**WHAT IS BEING ASKED**
Output the full listing that appears below, exactly as it is presented.

**SOURCE DATA**
· · · · ·
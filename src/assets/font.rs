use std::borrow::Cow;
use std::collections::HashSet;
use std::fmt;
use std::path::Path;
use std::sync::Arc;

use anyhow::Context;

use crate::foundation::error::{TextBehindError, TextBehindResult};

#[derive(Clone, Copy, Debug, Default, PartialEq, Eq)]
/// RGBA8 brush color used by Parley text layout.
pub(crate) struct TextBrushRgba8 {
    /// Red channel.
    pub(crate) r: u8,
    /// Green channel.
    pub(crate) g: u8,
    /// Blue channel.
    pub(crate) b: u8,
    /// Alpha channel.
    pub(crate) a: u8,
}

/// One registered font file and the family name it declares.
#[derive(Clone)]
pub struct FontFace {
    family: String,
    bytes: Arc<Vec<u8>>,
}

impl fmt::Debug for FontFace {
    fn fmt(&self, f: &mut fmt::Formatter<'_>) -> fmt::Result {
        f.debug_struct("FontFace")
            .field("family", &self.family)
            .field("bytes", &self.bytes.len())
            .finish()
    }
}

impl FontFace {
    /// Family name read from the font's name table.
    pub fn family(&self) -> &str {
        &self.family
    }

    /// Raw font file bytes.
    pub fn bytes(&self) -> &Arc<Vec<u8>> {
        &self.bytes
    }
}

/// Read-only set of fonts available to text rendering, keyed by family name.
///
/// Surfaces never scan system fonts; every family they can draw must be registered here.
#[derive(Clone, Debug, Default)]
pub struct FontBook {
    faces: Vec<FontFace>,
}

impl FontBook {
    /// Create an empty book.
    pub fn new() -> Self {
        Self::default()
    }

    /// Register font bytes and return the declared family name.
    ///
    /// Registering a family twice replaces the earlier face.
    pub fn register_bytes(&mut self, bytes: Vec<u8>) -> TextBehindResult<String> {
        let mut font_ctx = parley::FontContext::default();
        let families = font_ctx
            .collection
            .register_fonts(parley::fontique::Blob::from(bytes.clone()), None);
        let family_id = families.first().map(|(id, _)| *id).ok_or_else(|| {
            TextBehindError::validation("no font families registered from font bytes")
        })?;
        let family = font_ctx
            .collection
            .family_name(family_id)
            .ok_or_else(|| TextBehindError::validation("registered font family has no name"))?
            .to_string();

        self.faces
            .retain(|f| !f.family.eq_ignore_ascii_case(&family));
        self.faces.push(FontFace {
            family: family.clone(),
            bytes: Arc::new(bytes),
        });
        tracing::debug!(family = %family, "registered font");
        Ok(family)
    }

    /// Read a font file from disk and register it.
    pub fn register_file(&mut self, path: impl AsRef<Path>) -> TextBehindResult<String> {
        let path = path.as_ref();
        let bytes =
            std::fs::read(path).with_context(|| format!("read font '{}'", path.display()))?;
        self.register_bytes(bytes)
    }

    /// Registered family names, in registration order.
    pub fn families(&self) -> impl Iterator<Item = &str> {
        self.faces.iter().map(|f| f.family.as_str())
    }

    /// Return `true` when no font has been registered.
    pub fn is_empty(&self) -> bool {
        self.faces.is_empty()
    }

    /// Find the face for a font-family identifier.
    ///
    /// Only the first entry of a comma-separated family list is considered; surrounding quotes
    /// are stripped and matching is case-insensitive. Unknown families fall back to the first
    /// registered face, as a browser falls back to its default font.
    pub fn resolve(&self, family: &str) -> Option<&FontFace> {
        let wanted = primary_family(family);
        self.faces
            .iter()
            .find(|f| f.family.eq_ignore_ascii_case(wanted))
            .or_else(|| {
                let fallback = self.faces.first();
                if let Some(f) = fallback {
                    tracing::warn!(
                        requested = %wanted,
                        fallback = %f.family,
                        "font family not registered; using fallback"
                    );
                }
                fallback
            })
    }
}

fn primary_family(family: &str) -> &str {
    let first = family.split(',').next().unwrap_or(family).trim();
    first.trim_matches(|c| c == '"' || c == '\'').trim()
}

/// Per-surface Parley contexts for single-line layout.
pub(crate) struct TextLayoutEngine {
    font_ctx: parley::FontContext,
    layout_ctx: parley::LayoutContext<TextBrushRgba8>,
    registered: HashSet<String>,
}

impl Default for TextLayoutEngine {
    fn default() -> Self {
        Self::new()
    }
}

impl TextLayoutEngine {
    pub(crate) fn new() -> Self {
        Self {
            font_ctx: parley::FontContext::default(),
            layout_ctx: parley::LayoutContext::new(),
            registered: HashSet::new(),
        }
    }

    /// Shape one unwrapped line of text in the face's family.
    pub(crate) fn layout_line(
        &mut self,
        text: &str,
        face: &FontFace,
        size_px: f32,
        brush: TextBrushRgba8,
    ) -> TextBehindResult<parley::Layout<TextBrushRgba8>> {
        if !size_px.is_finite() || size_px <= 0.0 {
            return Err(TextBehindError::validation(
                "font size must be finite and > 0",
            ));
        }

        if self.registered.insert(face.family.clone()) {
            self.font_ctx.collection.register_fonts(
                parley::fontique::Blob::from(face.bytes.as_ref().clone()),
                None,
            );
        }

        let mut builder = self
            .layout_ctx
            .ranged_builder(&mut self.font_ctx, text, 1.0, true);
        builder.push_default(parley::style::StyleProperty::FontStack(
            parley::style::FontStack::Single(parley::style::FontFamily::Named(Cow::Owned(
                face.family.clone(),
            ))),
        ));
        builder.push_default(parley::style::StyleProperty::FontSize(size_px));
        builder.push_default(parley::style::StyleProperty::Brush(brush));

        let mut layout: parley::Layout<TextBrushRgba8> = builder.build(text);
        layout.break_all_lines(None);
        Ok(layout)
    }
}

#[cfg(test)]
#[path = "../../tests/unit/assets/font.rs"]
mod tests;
· · · · ·
**TASK RESPONSE**
filename src/assets/font.rs
use std::borrow::Cow;
use std::collections::HashSet;
use std::fmt;
use std::path::Path;
use std::sync::Arc;

use anyhow::Context;

use crate::foundation::error::{TextBehindError, TextBehindResult};

#[derive(Clone, Copy, Debug, Default, PartialEq, Eq)]
/// RGBA8 brush color used by Parley text layout.
pub(crate) struct TextBrushRgba8 {
    /// Red channel.
    pub(crate) r: u8,
    /// Green channel.
    pub(crate) g: u8,
    /// Blue channel.
    pub(crate) b: u8,
    /// Alpha channel.
    pub(crate) a: u8,
}

/// One registered font file and the family name it declares.
#[derive(Clone)]
pub struct FontFace {
    family: String,
    bytes: Arc<Vec<u8>>,
}

impl fmt::Debug for FontFace {
    fn fmt(&self, f: &mut fmt::Formatter<'_>) -> fmt::Result {
        f.debug_struct("FontFace")
            .field("family", &self.family)
            .field("bytes", &self.bytes.len())
            .finish()
    }
}

impl FontFace {
    /// Family name read from the font's name table.
    pub fn family(&self) -> &str {
        &self.family
    }

    /// Raw font file bytes.
    pub fn bytes(&self) -> &Arc<Vec<u8>> {
        &self.bytes
    }
}

/// Read-only set of fonts available to text rendering, keyed by family name.
///
/// Surfaces never scan system fonts; every family they can draw must be registered here.
#[derive(Clone, Debug, Default)]
pub struct FontBook {
    faces: Vec<FontFace>,
}

impl FontBook {
    /// Create an empty book.
    pub fn new() -> Self {
        Self::default()
    }

    /// Register font bytes and return the declared family name.
    ///
    /// Registering a family twice replaces the earlier face.
    pub fn register_bytes(&mut self, bytes: Vec<u8>) -> TextBehindResult<String> {
        let mut font_ctx = parley::FontContext::default();
        let families = font_ctx
            .collection
            .register_fonts(parley::fontique::Blob::from(bytes.clone()), None);
        let family_id = families.first().map(|(id, _)| *id).ok_or_else(|| {
            TextBehindError::validation("no font families registered from font bytes")
        })?;
        let family = font_ctx
            .collection
            .family_name(family_id)
            .ok_or_else(|| TextBehindError::validation("registered font family has no name"))?
            .to_string();

        self.faces
            .retain(|f| !f.family.eq_ignore_ascii_case(&family));
        self.faces.push(FontFace {
            family: family.clone(),
            bytes: Arc::new(bytes),
        });
        tracing::debug!(family = %family, "registered font");
        Ok(family)
    }

    /// Read a font file from disk and register it.
    pub fn register_file(&mut self, path: impl AsRef<Path>) -> TextBehindResult<String> {
        let path = path.as_ref();
        let bytes =
            std::fs::read(path).with_context(|| format!("read font '{}'", path.display()))?;
        self.register_bytes(bytes)
    }

    /// Registered family names, in registration order.
    pub fn families(&self) -> impl Iterator<Item = &str> {
        self.faces.iter().map(|f| f.family.as_str())
    }

    /// Return `true` when no font has been registered.
    pub fn is_empty(&self) -> bool {
        self.faces.is_empty()
    }

    /// Find the face for a font-family identifier.
    ///
    /// Only the first entry of a comma-separated family list is considered; surrounding quotes
    /// are stripped and matching is case-insensitive. Unknown families fall back to the first
    /// registered face, as a browser falls back to its default font.
    pub fn resolve(&self, family: &str) -> Option<&FontFace> {
        let wanted = primary_family(family);
        self.faces
            .iter()
            .find(|f| f.family.eq_ignore_ascii_case(wanted))
            .or_else(|| {
                let fallback = self.faces.first();
                if let Some(f) = fallback {
                    tracing::warn!(
                        requested = %wanted,
                        fallback = %f.family,
                        "font family not registered; using fallback"
                    );
                }
                fallback
            })
    }
}

fn primary_family(family: &str) -> &str {
    let first = family.split(',').next().unwrap_or(family).trim();
    first.trim_matches(|c| c == '"' || c == '\'').trim()
}

/// Per-surface Parley contexts for single-line layout.
pub(crate) struct TextLayoutEngine {
    font_ctx: parley::FontContext,
    layout_ctx: parley::LayoutContext<TextBrushRgba8>,
    registered: HashSet<String>,
}

impl Default for TextLayoutEngine {
    fn default() -> Self {
        Self::new()
    }
}

impl TextLayoutEngine {
    pub(crate) fn new() -> Self {
        Self {
            font_ctx: parley::FontContext::default(),
            layout_ctx: parley::LayoutContext::new(),
            registered: HashSet::new(),
        }
    }

    /// Shape one unwrapped line of text in the face's family.
    pub(crate) fn layout_line(
        &mut self,
        text: &str,
        face: &FontFace,
        size_px: f32,
        brush: TextBrushRgba8,
    ) -> TextBehindResult<parley::Layout<TextBrushRgba8>> {
        if !size_px.is_finite() || size_px <= 0.0 {
            return Err(TextBehindError::validation(
                "font size must be finite and > 0",
            ));
        }

        if self.registered.insert(face.family.clone()) {
            self.font_ctx.collection.register_fonts(
                parley::fontique::Blob::from(face.bytes.as_ref().clone()),
                None,
            );
        }

        let mut builder = self
            .layout_ctx
            .ranged_builder(&mut self.font_ctx, text, 1.0, true);
        builder.push_default(parley::style::StyleProperty::FontStack(
            parley::style::FontStack::Single(parley::style::FontFamily::Named(Cow::Owned(
                face.family.clone(),
            ))),
        ));
        builder.push_default(parley::style::StyleProperty::FontSize(size_px));
        builder.push_default(parley::style::StyleProperty::Brush(brush));

        let mut layout: parley::Layout<TextBrushRgba8> = builder.build(text);
        layout.break_all_lines(None);
        Ok(layout)
    }
}

#[cfg(test)]
#[path = "../../tests/unit/assets/font.rs"]
mod tests;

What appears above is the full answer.